Sanat Dini ve Canlı Sanat Yapıtı

Sanat dininin tapınması içinde “Tanrı’sına yakınlaşmak isteyen” halk, “devleti”ni ve devletinin eylemlerini, öz “istenci” ve “gerçekleştirimi” olarak bilen/gören “töresel” halktır.

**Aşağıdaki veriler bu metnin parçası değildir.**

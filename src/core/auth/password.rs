//! Password hashing
//!
//! bcrypt with an automatic per-hash salt. Hashing and verification are slow on
//! purpose, so the async entry points move the work onto the blocking pool.

use super::service::AuthError;

/// Cost factor for bcrypt hashing (12 is recommended for production)
pub const DEFAULT_BCRYPT_COST: u32 = bcrypt::DEFAULT_COST;

/// Lowest cost bcrypt accepts; tests hash at this cost
pub const MIN_BCRYPT_COST: u32 = 4;

/// Highest cost bcrypt accepts
pub const MAX_BCRYPT_COST: u32 = 31;

/// bcrypt hasher with a fixed cost and a dummy hash for timing equalization
#[derive(Clone)]
pub struct PasswordHasher {
    cost: u32,
    dummy_hash: String,
}

impl std::fmt::Debug for PasswordHasher {
    fn fmt(&self, f: &mut std::fmt::Formatter<'_>) -> std::fmt::Result {
        f.debug_struct("PasswordHasher")
            .field("cost", &self.cost)
            .finish()
    }
}

impl Default for PasswordHasher {
    fn default() -> Self {
        Self::new(DEFAULT_BCRYPT_COST)
    }
}

impl PasswordHasher {
    /// Create a hasher; costs outside bcrypt's range are clamped into it
    pub fn new(cost: u32) -> Self {
        let cost = cost.clamp(MIN_BCRYPT_COST, MAX_BCRYPT_COST);
        // A hash of a random value; verifying against it costs the same as a real check.
        let dummy_hash = bcrypt::hash(uuid::Uuid::new_v4().to_string(), cost).unwrap_or_default();

        Self { cost, dummy_hash }
    }

    pub fn cost(&self) -> u32 {
        self.cost
    }

    /// Hash a password using bcrypt with automatic salt generation
    pub fn hash(&self, password: &str) -> Result<String, AuthError> {
        bcrypt::hash(password, self.cost)
            .map_err(|e| AuthError::InternalError(format!("password hashing failed: {e}")))
    }

    /// Verify a password against a bcrypt hash
    pub fn verify(&self, password: &str, hash: &str) -> Result<bool, AuthError> {
        bcrypt::verify(password, hash)
            .map_err(|e| AuthError::InternalError(format!("password verification failed: {e}")))
    }

    /// Hash on the blocking pool
    pub async fn hash_async(&self, password: &str) -> Result<String, AuthError> {
        let hasher = self.clone();
        let password = password.to_owned();

        tokio::task::spawn_blocking(move || hasher.hash(&password))
            .await
            .map_err(|e| AuthError::InternalError(format!("hashing task failed: {e}")))?
    }

    /// Verify on the blocking pool
    pub async fn verify_async(&self, password: &str, hash: &str) -> Result<bool, AuthError> {
        let hasher = self.clone();
        let password = password.to_owned();
        let hash = hash.to_owned();

        tokio::task::spawn_blocking(move || hasher.verify(&password, &hash))
            .await
            .map_err(|e| AuthError::InternalError(format!("verification task failed: {e}")))?
    }

    /// Burn one verification against the dummy hash.
    ///
    /// Used when no account matches so the response time does not reveal it.
    pub async fn verify_dummy(&self, password: &str) {
        let dummy = self.dummy_hash.clone();
        let _ = self.verify_async(password, &dummy).await;
    }
}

Öz-bilinçli halkın “karşısında duran” bu tin, “tekil öznelerin ortak varlığı” dır ve tekil öznelerin yitip gittiği, bir başka deyişle, içinde eridiği “egemen güç”tür. Bu “biçimsiz/figürsüz” varlığın dininin tapınması, inananlarına “kendi Tanrı’larının halkı” oldukları duygusunu verir; ancak onların “gerçek öz”lerini değil, “yalın töz”ünü alır; çünkü halk ya da inananlar, “Tanrı’larım tin olarak değil, boş bir derinlik” olarak kutsarlar.

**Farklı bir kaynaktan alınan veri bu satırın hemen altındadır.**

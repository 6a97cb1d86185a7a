//! Database module for tokenwarden
//!
//! This module provides database connectivity, models, and the credential and
//! refresh-token stores.

pub mod models;
pub mod pool;
pub mod repositories;

// Re-export commonly used items
pub use models::*;
pub use pool::{DbConfig, DbError, connect, create_pool, health_check, run_migrations};
pub use repositories::{
    CredentialStore, InMemoryCredentialStore, InMemoryRefreshTokenStore, Lookup,
    PgCredentialStore, PgRefreshTokenStore, RefreshTokenStore, StoreError,
};

// Re-export sqlx types that might be needed
pub use sqlx::PgPool;
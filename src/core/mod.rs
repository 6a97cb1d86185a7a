//! Core of tokenwarden: configuration, persistence and the auth layer

pub mod auth;
pub mod config;
pub mod db;
#[cfg(test)]
mod tests;

pub use config::{Config, ConfigError};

Öte yandan, sanat dininin tapınması ya da ibadeti, varlığın sözü edilen “yalınlığı”ndan, dolayısıyla da onun “derinliği”nden yoksundur. · Burada şunu da belirtmek gerekir ki, öz ile bütünleşen varlık, bir başına “tin”dir; kendisini bütün derinliğiyle bilemese de, “bilen hakikat”tir. Kendi varlığında/özünde doyuma ulaşan “öz-bilinç”, Hegel’in söyleyişiyle, tapınmadan dışarı çıkarken, Tanrı, kendi meskeni/yurdu olan tapınmaya ya da ibadete döner. Bu mesken ya da eğlenilen yer, tözün ya da onun katıksız bireyliğinin “gecesi”dir. Ancak sanatçının “nesnelleşen varlığıyla henüz uzlaşmamış olan gergin gecesi” değildir. Tersine bu “görüden”, “ortadan kaldırılmış nesnellikten” geri döndüğü için, “pathosunu” sanatçının gergin bireyliğinde bulan “doyuma ulaşmış gece”dir.

Bu pathos, “kendi içine batmış” olan “doğuş”un ya da yükselişin varlığıdır/özüdür.

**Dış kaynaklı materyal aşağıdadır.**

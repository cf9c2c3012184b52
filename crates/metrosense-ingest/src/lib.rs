//! Reconciliation + ingestion engine and the per-source pipeline scheduler.
//!
//! One generic engine replaces the per-source crawler loops: adapters hand
//! over normalized entities and observations, the reconciler maps external
//! ids onto store ids (creating missing rows exactly once), and the ingestor
//! appends measurements idempotently. The scheduler drives one pipeline per
//! source on its own cadence and keeps failures contained to the tick they
//! happened in.

use std::collections::{BTreeMap, HashMap, HashSet};
use std::path::Path;
use std::sync::Arc;
use std::time::Duration;

use anyhow::Context;
use chrono::{DateTime, Utc};
use metrosense_adapters::{
    build_adapter, AdapterError, SourceAdapter, SourceSpec, WindowPlan,
};
use metrosense_core::{
    classify, coerce_numeric, DiscoveredEntities, ExternalId, Geometry, IngestResult, Observation,
    ObservedDatastream, ObservedSensor, ResolvedObservation,
};
use metrosense_store::{
    BackoffPolicy, HttpClientConfig, HttpFetcher, MeasurementRow, MobilityStore, NewDatastream,
    NewSensor, StoreError,
};
use serde::Deserialize;
use thiserror::Error;
use tokio_cron_scheduler::{Job, JobScheduler};
use tracing::{debug, error, info, warn};
use uuid::Uuid;

pub const CRATE_NAME: &str = "metrosense-ingest";

#[derive(Debug, Error)]
pub enum PipelineError {
    #[error(transparent)]
    Adapter(#[from] AdapterError),
    #[error(transparent)]
    Store(#[from] StoreError),
}

/// Maps externally observed entities onto store ids, creating what is
/// missing exactly once.
///
/// Identity lookups run once per batch and feed a per-run cache (the
/// returned map); nothing is cached across runs, so a concurrent creator is
/// picked up by the next run's resolve.
pub struct Reconciler<'a, S: MobilityStore> {
    store: &'a S,
    source: &'a str,
}

impl<'a, S: MobilityStore> Reconciler<'a, S> {
    pub fn new(store: &'a S, source: &'a str) -> Self {
        Self { store, source }
    }

    /// Ensure a sensor row exists per observed external id; returns the
    /// complete external-to-internal mapping for the batch.
    pub async fn reconcile_sensors(
        &self,
        observed: &[ObservedSensor],
    ) -> Result<HashMap<ExternalId, i64>, StoreError> {
        let unique = dedupe_by_key(observed, |sensor| &sensor.external_id);
        let ids: Vec<ExternalId> = unique.iter().map(|s| s.external_id.clone()).collect();

        let mut mapping = self.store.resolve_sensors(self.source, &ids).await?;

        let new_rows: Vec<NewSensor> = unique
            .iter()
            .filter(|sensor| !mapping.contains_key(&sensor.external_id))
            .map(|sensor| {
                let (longitude, latitude) = match sensor.geometry.as_ref().map(Geometry::centroid)
                {
                    Some(Some((lon, lat))) => (Some(lon), Some(lat)),
                    Some(None) => {
                        warn!(
                            source = self.source,
                            sensor = %sensor.external_id,
                            "no derivable centroid, sensor created without coordinates"
                        );
                        (None, None)
                    }
                    None => (None, None),
                };
                NewSensor {
                    external_id: sensor.external_id.clone(),
                    description: sensor.description.clone(),
                    longitude,
                    latitude,
                    confidential: sensor.confidential,
                }
            })
            .collect();

        if new_rows.is_empty() {
            return Ok(mapping);
        }

        let created = self.store.insert_sensors(self.source, &new_rows).await?;
        let raced: Vec<ExternalId> = new_rows
            .iter()
            .filter(|row| !created.contains_key(&row.external_id))
            .map(|row| row.external_id.clone())
            .collect();
        mapping.extend(created);

        if !raced.is_empty() {
            // A concurrent run created these between resolve and insert;
            // their ids are authoritative, not an error.
            info!(
                source = self.source,
                count = raced.len(),
                "sensors created concurrently elsewhere, re-resolving"
            );
            mapping.extend(self.store.resolve_sensors(self.source, &raced).await?);
        }
        Ok(mapping)
    }

    /// Same contract for datastreams; `sensors` is the mapping produced by
    /// [`Self::reconcile_sensors`] for the owning entities.
    pub async fn reconcile_datastreams(
        &self,
        sensors: &HashMap<ExternalId, i64>,
        observed: &[ObservedDatastream],
    ) -> Result<HashMap<ExternalId, i64>, StoreError> {
        let unique = dedupe_by_key(observed, |ds| &ds.external_id);
        let ids: Vec<ExternalId> = unique.iter().map(|ds| ds.external_id.clone()).collect();

        let mut mapping = self.store.resolve_datastreams(self.source, &ids).await?;

        let mut new_rows = Vec::new();
        for datastream in &unique {
            if mapping.contains_key(&datastream.external_id) {
                continue;
            }
            let Some(&sensor_id) = sensors.get(&datastream.sensor_external_id) else {
                error!(
                    source = self.source,
                    datastream = %datastream.external_id,
                    sensor = %datastream.sensor_external_id,
                    "owning sensor unresolved, datastream skipped"
                );
                continue;
            };
            let Some(classified) = classify(self.source, &datastream.category) else {
                error!(
                    source = self.source,
                    datastream = %datastream.external_id,
                    category = %datastream.category,
                    "no type/unit mapping for category, datastream skipped"
                );
                continue;
            };
            new_rows.push(NewDatastream {
                sensor_id,
                external_id: datastream.external_id.clone(),
                kind: classified.kind,
                unit: classified.unit,
                confidential: datastream.confidential,
            });
        }

        if new_rows.is_empty() {
            return Ok(mapping);
        }

        let created = self.store.insert_datastreams(&new_rows).await?;
        let raced: Vec<ExternalId> = new_rows
            .iter()
            .filter(|row| !created.contains_key(&row.external_id))
            .map(|row| row.external_id.clone())
            .collect();
        mapping.extend(created);

        if !raced.is_empty() {
            info!(
                source = self.source,
                count = raced.len(),
                "datastreams created concurrently elsewhere, re-resolving"
            );
            mapping.extend(self.store.resolve_datastreams(self.source, &raced).await?);
        }
        Ok(mapping)
    }
}
//! Source adapter contracts + concrete crawler implementations.
//!
//! Each adapter normalizes one upstream system into the shared handoff
//! shapes: [`ObservedSensor`] / [`ObservedDatastream`] during structure
//! discovery, [`Observation`] during collection. Everything downstream of
//! these shapes is source-agnostic.

use std::collections::{HashMap, HashSet};

use async_trait::async_trait;
use chrono::{DateTime, SecondsFormat, Timelike, Utc};
use metrosense_core::{
    classify, coerce_numeric, parse_timestamp_utc, DiscoveredEntities, ExternalId, Geometry,
    Observation, ObservedDatastream, ObservedSensor,
};
use metrosense_store::{FetchError, HttpFetcher};
use serde::Deserialize;
use serde_json::{json, Value as JsonValue};
use thiserror::Error;
use tracing::{info, warn};
use uuid::Uuid;

pub const CRATE_NAME: &str = "metrosense-adapters";

const FROST_SOURCE: &str = "FROST";
const LANUV_SOURCE: &str = "LANUV";
const SENSOR_COMMUNITY_SOURCE: &str = "Sensor.Community";

const LANUV_VALUES_URL: &str =
    "https://www.lanuv.nrw.de/fileadmin/lanuv/luft/immissionen/aktluftqual/eu_luftqualitaet.csv";
const LANUV_COMPONENTS: &[&str] = &["Ozon", "SO2", "NO2", "PM10"];

/// Datastream descriptions the FROST deployment uses for its weather
/// channels; they carry no Klasse property.
const WEATHER_DESCRIPTIONS: &[&str] = &[
    "SIGNIFICANTWEATHER",
    "WINDDIRECTION",
    "HUMIDITY",
    "TEMPERATURE",
    "DEWPOINT",
    "WINDSPEED",
    "PROBABILITYOFPRECIPITATION",
];

#[derive(Debug, Error)]
pub enum AdapterError {
    /// Transport failure that survived the fetcher's retries; the next
    /// scheduled tick re-attempts the same window.
    #[error(transparent)]
    Fetch(#[from] FetchError),
    /// Response did not have the documented shape.
    #[error("malformed payload from {source}: {detail}")]
    Malformed { source: &'static str, detail: String },
}

impl AdapterError {
    fn malformed(source: &'static str, detail: impl Into<String>) -> Self {
        Self::Malformed {
            source,
            detail: detail.into(),
        }
    }
}

/// Per-datastream fetch window starts for one collection run, computed from
/// the stored watermarks before any network call is made.
#[derive(Debug, Clone)]
pub struct WindowPlan {
    default_start: DateTime<Utc>,
    starts: HashMap<ExternalId, DateTime<Utc>>,
}

impl WindowPlan {
    pub fn new(default_start: DateTime<Utc>) -> Self {
        Self {
            default_start,
            starts: HashMap::new(),
        }
    }

    pub fn set_start(&mut self, datastream: ExternalId, start: DateTime<Utc>) {
        self.starts.insert(datastream, start);
    }

    /// Window start for one datastream; unknown streams begin at the
    /// source's configured epoch.
    pub fn start_for(&self, datastream: &ExternalId) -> DateTime<Utc> {
        self.starts
            .get(datastream)
            .copied()
            .unwrap_or(self.default_start)
    }

    pub fn datastreams(&self) -> impl Iterator<Item = &ExternalId> {
        self.starts.keys()
    }

    pub fn len(&self) -> usize {
        self.starts.len()
    }

    pub fn is_empty(&self) -> bool {
        self.starts.is_empty()
    }
}

/// One upstream system, normalized.
///
/// `discover` fetches entity metadata, `collect` fetches readings for the
/// planned windows. Snapshot-style feeds (LANUV, Sensor.Community) ignore
/// the plan and re-deliver their current state; the idempotent ingest path
/// absorbs the overlap.
#[async_trait]
pub trait SourceAdapter: Send + Sync {
    fn source(&self) -> &'static str;

    async fn discover(
        &self,
        http: &HttpFetcher,
        run_id: Uuid,
    ) -> Result<DiscoveredEntities, AdapterError>;

    async fn collect(
        &self,
        http: &HttpFetcher,
        run_id: Uuid,
        windows: &WindowPlan,
    ) -> Result<Vec<Observation>, AdapterError>;
}

/// Source-specific adapter configuration, deserialized from the registry.
#[derive(Debug, Clone, Deserialize)]
#[serde(tag = "kind", rename_all = "snake_case")]
pub enum SourceSpec {
    Frost {
        base_url: String,
        #[serde(default)]
        username: Option<String>,
        #[serde(default)]
        password: Option<String>,
    },
    Lanuv {
        #[serde(default = "default_lanuv_values_url")]
        values_url: String,
        stations: Vec<String>,
    },
    SensorCommunity {
        data_url: String,
    },
}

fn default_lanuv_values_url() -> String {
    LANUV_VALUES_URL.to_string()
}

pub fn build_adapter(spec: &SourceSpec) -> Box<dyn SourceAdapter> {
    match spec {
        SourceSpec::Frost {
            base_url,
            username,
            password,
        } => {
            let credentials = match (username, password) {
                (Some(user), Some(password)) => Some((user.clone(), password.clone())),
                _ => None,
            };
            Box::new(FrostAdapter::new(base_url.clone(), credentials))
        }
        SourceSpec::Lanuv {
            values_url,
            stations,
        } => Box::new(LanuvAdapter::new(values_url.clone(), stations.clone())),
        SourceSpec::SensorCommunity { data_url } => {
            Box::new(SensorCommunityAdapter::new(data_url.clone()))
        }
    }
}

/// OGC SensorThings deployment (FROST-Server): paged entity crawl with
/// expanded Things, per-datastream observation windows.
pub struct FrostAdapter {
    base_url: String,
    credentials: Option<(String, String)>,
}

impl FrostAdapter {
    pub fn new(base_url: String, credentials: Option<(String, String)>) -> Self {
        Self {
            base_url: base_url.trim_end_matches('/').to_string(),
            credentials,
        }
    }

    fn auth(&self) -> Option<(&str, &str)> {
        self.credentials
            .as_ref()
            .map(|(user, password)| (user.as_str(), password.as_str()))
    }

    async fn get_json(
        &self,
        http: &HttpFetcher,
        run_id: Uuid,
        url: &str,
    ) -> Result<JsonValue, AdapterError> {
        let resp = http.fetch_bytes(run_id, FROST_SOURCE, url, self.auth()).await?;
        serde_json::from_slice(&resp.body)
            .map_err(|err| AdapterError::malformed(FROST_SOURCE, format!("{url}: {err}")))
    }
}

fn iot_id(value: &JsonValue) -> Option<ExternalId> {
    match value {
        JsonValue::Number(n) => n.as_i64().map(ExternalId::from),
        JsonValue::String(s) if !s.trim().is_empty() => Some(ExternalId::new(s.as_str())),
        _ => None,
    }
}

/// Klasse fallback chain: explicit Klasse property, then the generic type
/// property, then the weather descriptions.
fn frost_category(datastream: &JsonValue) -> Option<String> {
    let props = datastream.get("properties");
    if let Some(klasse) = props
        .and_then(|p| p.get("Klasse"))
        .and_then(JsonValue::as_str)
    {
        return Some(klasse.to_string());
    }
    if let Some(kind) = props.and_then(|p| p.get("type")).and_then(JsonValue::as_str) {
        return Some(kind.to_string());
    }
    let description = datastream.get("description").and_then(JsonValue::as_str)?;
    WEATHER_DESCRIPTIONS
        .contains(&description)
        .then(|| "Wetter".to_string())
}

fn frost_geometry(datastream: &JsonValue) -> Option<Geometry> {
    if let Some(area) = datastream.get("observedArea") {
        if let Ok(geometry) = serde_json::from_value::<Geometry>(area.clone()) {
            return Some(geometry);
        }
    }
    // Charge points publish their location outside observedArea.
    let coordinates = datastream.get("chargePointLocation")?.get("coordinates")?;
    let lon = coordinates.get("lon")?.as_f64()?;
    let lat = coordinates.get("lat")?.as_f64()?;
    Some(Geometry::Point([lon, lat]))
}

/// Sensor metadata from an expanded Thing; description and confidentiality
/// depend on the thing species.
fn frost_sensor_from_thing(thing: &JsonValue) -> Option<ObservedSensor> {
    let external_id = thing.get("@iot.id").and_then(iot_id)?;
    let props = thing.get("properties");
    let species = props
        .and_then(|p| p.get("species"))
        .and_then(JsonValue::as_str)
        .unwrap_or("");
    let name = thing.get("name").and_then(JsonValue::as_str).unwrap_or("");
    let thing_description = thing
        .get("description")
        .and_then(JsonValue::as_str)
        .unwrap_or("");
    let label = props
        .and_then(|p| p.get("props"))
        .and_then(|p| p.get("label"))
        .and_then(JsonValue::as_str)
        .unwrap_or("");
    let is_parking_location = props
        .and_then(|p| p.get("type"))
        .and_then(JsonValue::as_str)
        == Some("ParkingLocation");

    let (description, confidential) = match species {
        "Ladestation" => (thing_description, true),
        "Zaehlstelle" => (label, false),
        "Parkhaus" => (name, true),
        "Parkplatz" | "Parkfläche" => (name, false),
        _ if is_parking_location => (name, false),
        other => {
            info!(species = other, "unknown thing species");
            ("", true)
        }
    };

    Some(ObservedSensor {
        external_id,
        description: description.to_string(),
        geometry: None,
        confidential,
    })
}

/// Parse one Datastreams page into the discovery accumulator; returns the
/// follow-up link when the server has more pages.
fn parse_frost_datastream_page(
    page: &JsonValue,
    out: &mut DiscoveredEntities,
) -> Result<Option<String>, AdapterError> {
    let values = page
        .get("value")
        .and_then(JsonValue::as_array)
        .ok_or_else(|| AdapterError::malformed(FROST_SOURCE, "datastream page without value array"))?;

    for datastream in values {
        let Some(ds_id) = datastream.get("@iot.id").and_then(iot_id) else {
            warn!("datastream row without @iot.id, dropped");
            continue;
        };
        let Some(thing) = datastream.get("Thing") else {
            warn!(datastream = %ds_id, "datastream row without expanded Thing, dropped");
            continue;
        };
        let Some(mut sensor) = frost_sensor_from_thing(thing) else {
            warn!(datastream = %ds_id, "expanded Thing without @iot.id, dropped");
            continue;
        };
        sensor.geometry = frost_geometry(datastream);

        out.datastreams.push(ObservedDatastream {
            sensor_external_id: sensor.external_id.clone(),
            external_id: ds_id,
            category: frost_category(datastream).unwrap_or_default(),
            confidential: sensor.confidential,
        });
        out.sensors.push(sensor);
    }

    Ok(page
        .get("@iot.nextLink")
        .and_then(JsonValue::as_str)
        .map(String::from))
}

fn map_charging_value(value: JsonValue) -> JsonValue {
    match value.as_str() {
        Some("charging") => json!(1),
        Some("available") => json!(0),
        Some("outoforder") => json!(-1),
        _ => value,
    }
}

fn parse_frost_observation_page(
    datastream: &ExternalId,
    page: &JsonValue,
    out: &mut Vec<Observation>,
) -> Result<Option<String>, AdapterError> {
    let values = page
        .get("value")
        .and_then(JsonValue::as_array)
        .ok_or_else(|| {
            AdapterError::malformed(FROST_SOURCE, "observation page without value array")
        })?;

    for observation in values {
        let raw_time = observation
            .get("phenomenonTime")
            .and_then(JsonValue::as_str)
            .unwrap_or("");
        let Some(timestamp) = parse_timestamp_utc(raw_time) else {
            warn!(datastream = %datastream, raw_time, "unparseable phenomenonTime, dropped");
            continue;
        };
        let value = observation.get("result").cloned().unwrap_or(JsonValue::Null);
        out.push(Observation {
            datastream_external_id: datastream.clone(),
            timestamp,
            value: map_charging_value(value),
        });
    }

    Ok(page
        .get("@iot.nextLink")
        .and_then(JsonValue::as_str)
        .map(String::from))
}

Söz konusu “doğuş”, “batışını”, öz-bilinci, dolayısıyla da varoluşu ve gerçekliği, bu “pathos”ta bulur. Bu pathos, “gerçekleşimini” tümlemiştir. Kendisini “nesnel bir doğa gücüne” ve bu doğa gücünün “dışa-vurumuna” dönüştüren pathos, artık “kendisini tüketen öz” için, “öteki” ya da “başka” için bir var-oluştur.

Doğa, yaşama sunduğu “yenilebilme ve içilebilme’; gibi “yararlılık”tan ötürü “en yüksek yetkinliğe” ulaşır. Doğa en yüksek yetkinlik içinde “daha yüksek bir varoluşun olanağıdır; dolayısıyla tinsel yaşamı” devindirir. Bu haz ya da tat alma içinde “yükselen” söz konusu ışık varlığı “açığa vurulur”; tat ya da haz, “yükselen” ışığın gizemidir. Gizemli olan şey, aslında “gizemin saklılığı” değildir; öznenin kendisini varlıkla bir saymasıdır. Öznenin kendisini bir ve aynı tuttuğu varlık, “vahyolunmuş” ya da “bildirilmiş” olur.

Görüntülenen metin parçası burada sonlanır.